Tre uomini sono stati uccisi in Corea del Nord mentre tentavano di varcare il confine con la Cina. Secondo le ricostruzioni di un noto attivista per i diritti umani, si tratterebbe di tre persone sulla quarantina, molto presumibilmente contadini, che avrebbero tentato di riparare i Cina per sfuggire alla fame e alla forte repressione delle libertà. I tre uomini sarebbero stati uccisi a ridosso del fiume Yolu, mentre i loro corpi sarebbero stati rimossi dalle guardie di frontiera, senza lasciare traccia, tra i ghiacci. La notizia non è insolita da queste parti, ma dopo che i riflettori sono stati accesi sulla Corea del Nord, in seguito alla morte del “Caro leader” e al passaggio di potere al figlio, essa non può suscitare apprensione e inquietudine tra gli osservatori internazionali.
A dire il vero, infatti, sono numerosi i casi di fuga clandestina verso la Cina, soprattutto negli ultimi anni, per il fatto che i confini sono considerati più facili da attraversare. La fuga avviene spesso a piedi, ma le guardie frontaliere chiudono spesso un occhio in cambio di denaro. E le stesse uccisioni non sarebbero frequenti, per cui si sospetta che questa tragedia sia stata il frutto di un segnale mandato dal nuovo presidente: chi scappa, sarà ucciso. Non solo. Il nuovo presidente Kim Jong-un vorrebbe dimostrare al suo Paese di tenere il potere con ferocia e di avere in mano la situazione.

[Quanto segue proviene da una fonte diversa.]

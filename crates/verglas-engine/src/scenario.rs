//! Scenario model.
//!
//! A [`Scenario`] is the immutable description of one simulation request:
//! road geometry, device placement, supply system, base environmental
//! conditions, and a declared distribution for every uncertain input. It is
//! validated once before a run starts and only ever handed out by shared
//! reference afterwards.

use std::fmt;

use serde::{Deserialize, Serialize};
use verglas_foundation::{DeviceId, RngStream, ScenarioId};

use crate::error::{Error, Result};

/// Device class a calibration state is maintained for.
#[derive(Debug, Clone, Copy, PartialEq, Eq, Hash, PartialOrd, Ord, Serialize, Deserialize)]
#[serde(rename_all = "snake_case")]
pub enum DeviceClass {
    /// Fixed brine-spray nozzle installations.
    SpraySystem,
}

impl fmt::Display for DeviceClass {
    fn fmt(&self, f: &mut fmt::Formatter<'_>) -> fmt::Result {
        match self {
            DeviceClass::SpraySystem => write!(f, "spray_system"),
        }
    }
}

/// The physical question a scenario asks.
#[derive(Debug, Clone, Copy, PartialEq, Eq, Hash, PartialOrd, Ord, Serialize, Deserialize)]
#[serde(rename_all = "snake_case")]
pub enum ScenarioType {
    /// Does sprayed brine cover enough of the road surface?
    SaltSpray,
    /// Does the road surface stay above its (depressed) freezing point?
    Thermal,
}

impl fmt::Display for ScenarioType {
    fn fmt(&self, f: &mut fmt::Formatter<'_>) -> fmt::Result {
        match self {
            ScenarioType::SaltSpray => write!(f, "salt_spray"),
            ScenarioType::Thermal => write!(f, "thermal"),
        }
    }
}

/// Key under which calibration state and drift monitoring are maintained.
///
/// One mutable [`crate::calibration::CalibrationState`] exists per key; all
/// other engine state is per-run and immutable.
#[derive(Debug, Clone, Copy, PartialEq, Eq, Hash, PartialOrd, Ord, Serialize, Deserialize)]
pub struct CalibrationKey {
    pub device_class: DeviceClass,
    pub scenario_type: ScenarioType,
}

impl fmt::Display for CalibrationKey {
    fn fmt(&self, f: &mut fmt::Formatter<'_>) -> fmt::Result {
        write!(f, "{}/{}", self.device_class, self.scenario_type)
    }
}

/// Road segment geometry.
#[derive(Debug, Clone, Serialize, Deserialize)]
pub struct RoadSegment {
    pub length_m: f64,
    pub width_m: f64,
    pub lanes: u32,
    /// Longitudinal slope, percent.
    #[serde(default)]
    pub slope_pct: f64,
    #[serde(default)]
    pub elevation_m: f64,
}

/// One placed spray device.
#[derive(Debug, Clone, Serialize, Deserialize)]
pub struct SprayDevice {
    pub id: DeviceId,
    /// Position along the road centerline, meters from segment start.
    pub station_m: f64,
    /// Lateral offset from the centerline, meters (positive = left).
    #[serde(default)]
    pub offset_m: f64,
    /// Nozzle mounting height above the surface, meters.
    pub mount_height_m: f64,
    /// Horizontal aim relative to the road axis, degrees.
    #[serde(default)]
    pub orientation_deg: f64,
    /// Full cone opening angle, degrees.
    pub spray_angle_deg: f64,
    pub nozzle_diameter_m: f64,
    pub flow_rate_lpm: f64,
    /// NaCl concentration of the sprayed brine, percent by weight.
    pub brine_concentration_pct: f64,
}

/// Shared supply system feeding the devices.
#[derive(Debug, Clone, Serialize, Deserialize)]
pub struct SupplySystem {
    pub tank_capacity_l: f64,
    pub pump_pressure_pa: f64,
    pub pipe_diameter_m: f64,
}

/// Base environmental conditions for the scenario.
#[derive(Debug, Clone, Serialize, Deserialize)]
pub struct Environment {
    pub temperature_c: f64,
    pub humidity_pct: f64,
    pub wind_speed_mps: f64,
    /// Degrees from north.
    pub wind_direction_deg: f64,
    /// mm per hour.
    #[serde(default)]
    pub precipitation_mmh: f64,
    /// W per square meter.
    #[serde(default)]
    pub solar_radiation_wm2: f64,
    /// Measured surface temperature, if a road sensor provides one.
    #[serde(default)]
    pub road_surface_temp_c: Option<f64>,
}

/// Declared distribution for one uncertain input.
#[derive(Debug, Clone, Copy, PartialEq, Serialize, Deserialize)]
#[serde(rename_all = "snake_case")]
pub enum Distribution {
    /// A known value with no uncertainty.
    Point(f64),
    /// Gaussian around a mean.
    Normal { mean: f64, std: f64 },
    /// Uniform over [min, max).
    Uniform { min: f64, max: f64 },
}

impl Distribution {
    /// Draw one value from this distribution.
    ///
    /// Draws are taken raw: a physically out-of-bounds draw is rejected
    /// later by the physics model, never silently clamped here.
    pub fn sample(&self, rng: &mut RngStream) -> f64 {
        match *self {
            Distribution::Point(v) => v,
            Distribution::Normal { mean, std } => rng.normal_with(mean, std),
            Distribution::Uniform { min, max } => rng.uniform_range(min, max),
        }
    }

    fn validate(&self, input: &str) -> Result<()> {
        let detail = match *self {
            Distribution::Point(v) if !v.is_finite() => {
                Some(format!("{input}: point value must be finite, got {v}"))
            }
            Distribution::Normal { mean, std } if !mean.is_finite() || !(std >= 0.0) => {
                Some(format!(
                    "{input}: normal requires finite mean and std >= 0, got mean {mean}, std {std}"
                ))
            }
            Distribution::Uniform { min, max } if !(min <= max) || !min.is_finite() || !max.is_finite() => {
                Some(format!(
                    "{input}: uniform requires finite min <= max, got [{min}, {max})"
                ))
            }
            _ => None,
        };
        match detail {
            Some(detail) => Err(Error::Validation {
                scenario: ScenarioId("<unvalidated>".into()),
                sample: None,
                detail,
            }),
            None => Ok(()),
        }
    }
}

/// Declared uncertainty for every sampled environmental input.
///
/// Defaults reproduce the measurement spreads the model was designed
/// around: temperature ±2 °C, humidity ±10 %, wind speed ±1.5 m/s, wind
/// direction ±15°, precipitation ±0.5 mm/h, solar radiation ±50 W/m².
#[derive(Debug, Clone, Serialize, Deserialize)]
pub struct Uncertainty {
    pub temperature: Distribution,
    pub humidity: Distribution,
    pub wind_speed: Distribution,
    pub wind_direction: Distribution,
    pub precipitation: Distribution,
    pub solar_radiation: Distribution,
    /// Log-scale spread of the sampled median droplet diameter.
    pub droplet_sigma: f64,
}

impl Uncertainty {
    /// Default uncertainty centered on the given base conditions.
    pub fn around(env: &Environment) -> Self {
        Self {
            temperature: Distribution::Normal { mean: env.temperature_c, std: 2.0 },
            humidity: Distribution::Normal { mean: env.humidity_pct, std: 10.0 },
            wind_speed: Distribution::Normal { mean: env.wind_speed_mps, std: 1.5 },
            wind_direction: Distribution::Normal { mean: env.wind_direction_deg, std: 15.0 },
            precipitation: Distribution::Normal { mean: env.precipitation_mmh, std: 0.5 },
            solar_radiation: Distribution::Normal { mean: env.solar_radiation_wm2, std: 50.0 },
            droplet_sigma: 0.3,
        }
    }
}

/// Immutable description of one simulation request.
#[derive(Debug, Clone, Serialize, Deserialize)]
pub struct Scenario {
    pub id: ScenarioId,
    pub scenario_type: ScenarioType,
    pub road: RoadSegment,
    pub devices: Vec<SprayDevice>,
    pub supply: SupplySystem,
    pub environment: Environment,
    pub uncertainty: Uncertainty,
}

impl Scenario {
    /// The calibration key this scenario's runs read and its sensors feed.
    pub fn calibration_key(&self) -> CalibrationKey {
        CalibrationKey {
            device_class: DeviceClass::SpraySystem,
            scenario_type: self.scenario_type,
        }
    }

    /// Reject geometrically or physically inconsistent scenarios.
    pub fn validate(&self) -> Result<()> {
        let fail = |detail: String| Error::Validation {
            scenario: self.id.clone(),
            sample: None,
            detail,
        };

        if self.road.length_m <= 0.0 || self.road.width_m <= 0.0 {
            return Err(fail(format!(
                "road dimensions must be positive, got {} m x {} m",
                self.road.length_m, self.road.width_m
            )));
        }
        if self.road.lanes == 0 {
            return Err(fail("road must have at least one lane".into()));
        }
        if self.devices.is_empty() {
            return Err(fail("scenario has no spray devices".into()));
        }
        for device in &self.devices {
            if device.station_m < 0.0 || device.station_m > self.road.length_m {
                return Err(fail(format!(
                    "device {} station {} m outside road [0, {}] m",
                    device.id, device.station_m, self.road.length_m
                )));
            }
            if device.offset_m.abs() > self.road.width_m {
                return Err(fail(format!(
                    "device {} offset {} m outside road width {} m",
                    device.id, device.offset_m, self.road.width_m
                )));
            }
            if device.mount_height_m <= 0.0
                || device.nozzle_diameter_m <= 0.0
                || device.flow_rate_lpm <= 0.0
            {
                return Err(fail(format!(
                    "device {} requires positive mount height, nozzle diameter and flow rate",
                    device.id
                )));
            }
            if !(0.0 < device.spray_angle_deg && device.spray_angle_deg <= 180.0) {
                return Err(fail(format!(
                    "device {} spray angle {}° outside (0, 180]",
                    device.id, device.spray_angle_deg
                )));
            }
            if !(0.0..=26.0).contains(&device.brine_concentration_pct) {
                return Err(fail(format!(
                    "device {} brine concentration {}% outside [0, 26] (NaCl saturation)",
                    device.id, device.brine_concentration_pct
                )));
            }
        }
        if self.supply.pump_pressure_pa <= 0.0
            || self.supply.tank_capacity_l <= 0.0
            || self.supply.pipe_diameter_m <= 0.0
        {
            return Err(fail(
                "supply system requires positive pressure, capacity and pipe diameter".into(),
            ));
        }

        for (dist, name) in [
            (&self.uncertainty.temperature, "temperature"),
            (&self.uncertainty.humidity, "humidity"),
            (&self.uncertainty.wind_speed, "wind_speed"),
            (&self.uncertainty.wind_direction, "wind_direction"),
            (&self.uncertainty.precipitation, "precipitation"),
            (&self.uncertainty.solar_radiation, "solar_radiation"),
        ] {
            dist.validate(name).map_err(|e| match e {
                Error::Validation { detail, .. } => Error::Validation {
                    scenario: self.id.clone(),
                    sample: None,
                    detail,
                },
                other => other,
            })?;
        }
        if !(self.uncertainty.droplet_sigma >= 0.0) {
            return Err(fail(format!(
                "droplet_sigma must be >= 0, got {}",
                self.uncertainty.droplet_sigma
            )));
        }

        Ok(())
    }

    /// Draw one concrete [`ParameterSample`] from the declared
    /// distributions.
    ///
    /// Each sample index gets its own RNG substream, so the draws a trial
    /// sees are independent of evaluation order.
    pub fn draw_sample(&self, index: u64, run_stream: &RngStream) -> ParameterSample {
        let mut rng = run_stream.for_sample(index);
        let u = &self.uncertainty;

        // Angle wrap keeps the bearing in [0, 360); this is coordinate
        // normalization, not a physical clamp.
        let wind_direction_deg = u.wind_direction.sample(&mut rng).rem_euclid(360.0);

        let droplet_diameters_m = self
            .devices
            .iter()
            .map(|d| rng.lognormal((d.nozzle_diameter_m * 0.3).ln(), u.droplet_sigma))
            .collect();

        ParameterSample {
            index,
            temperature_c: u.temperature.sample(&mut rng),
            humidity_pct: u.humidity.sample(&mut rng),
            wind_speed_mps: u.wind_speed.sample(&mut rng),
            wind_direction_deg,
            precipitation_mmh: u.precipitation.sample(&mut rng),
            solar_radiation_wm2: u.solar_radiation.sample(&mut rng),
            droplet_diameters_m,
        }
    }
}

/// One concrete draw of every uncertain input; used for exactly one Monte
/// Carlo trial and never mutated after creation.
#[derive(Debug, Clone, PartialEq, Serialize, Deserialize)]
pub struct ParameterSample {
    /// Trial index within the run; with the run seed this reproduces the
    /// draw exactly.
    pub index: u64,
    pub temperature_c: f64,
    pub humidity_pct: f64,
    pub wind_speed_mps: f64,
    pub wind_direction_deg: f64,
    pub precipitation_mmh: f64,
    pub solar_radiation_wm2: f64,
    /// Sampled median droplet diameter per device, same order as
    /// `Scenario::devices`.
    pub droplet_diameters_m: Vec<f64>,
}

Nessuna speranza di un nuovo corso, dopo la morte di Kim Jong-il. Lo stesso presidente della Corea del Sud, Lee Myung Bak, si tiene pronto per qualsiasi eventualità, dopo avere invitato il Nord a una collaborazione, in tema di politica nucleare. Ma l’uccisione dei tre contadini in fuga pone l’accento sul tema della fame, specie nei villaggi del Nord, che è stata negli ultimi anni esacerbata proprio dalla politica di chiusura al mondo di Jong-il, sotto la cui presidenza sono morti per carestia due milioni di persone, mentre altre 300 mila sono state internate in campi di sterminio.
Infatti, dopo la politica muscolare contro Seul, i sudcoreani hanno chiuso i rubinetti degli aiuti alimentari, da cui dipendeva e tutt’ora dipende l’economia nordcoreana. Lo stesso venir meno degli aiuti da Russia e Cina ha contribuito al disastro di Pyongyang.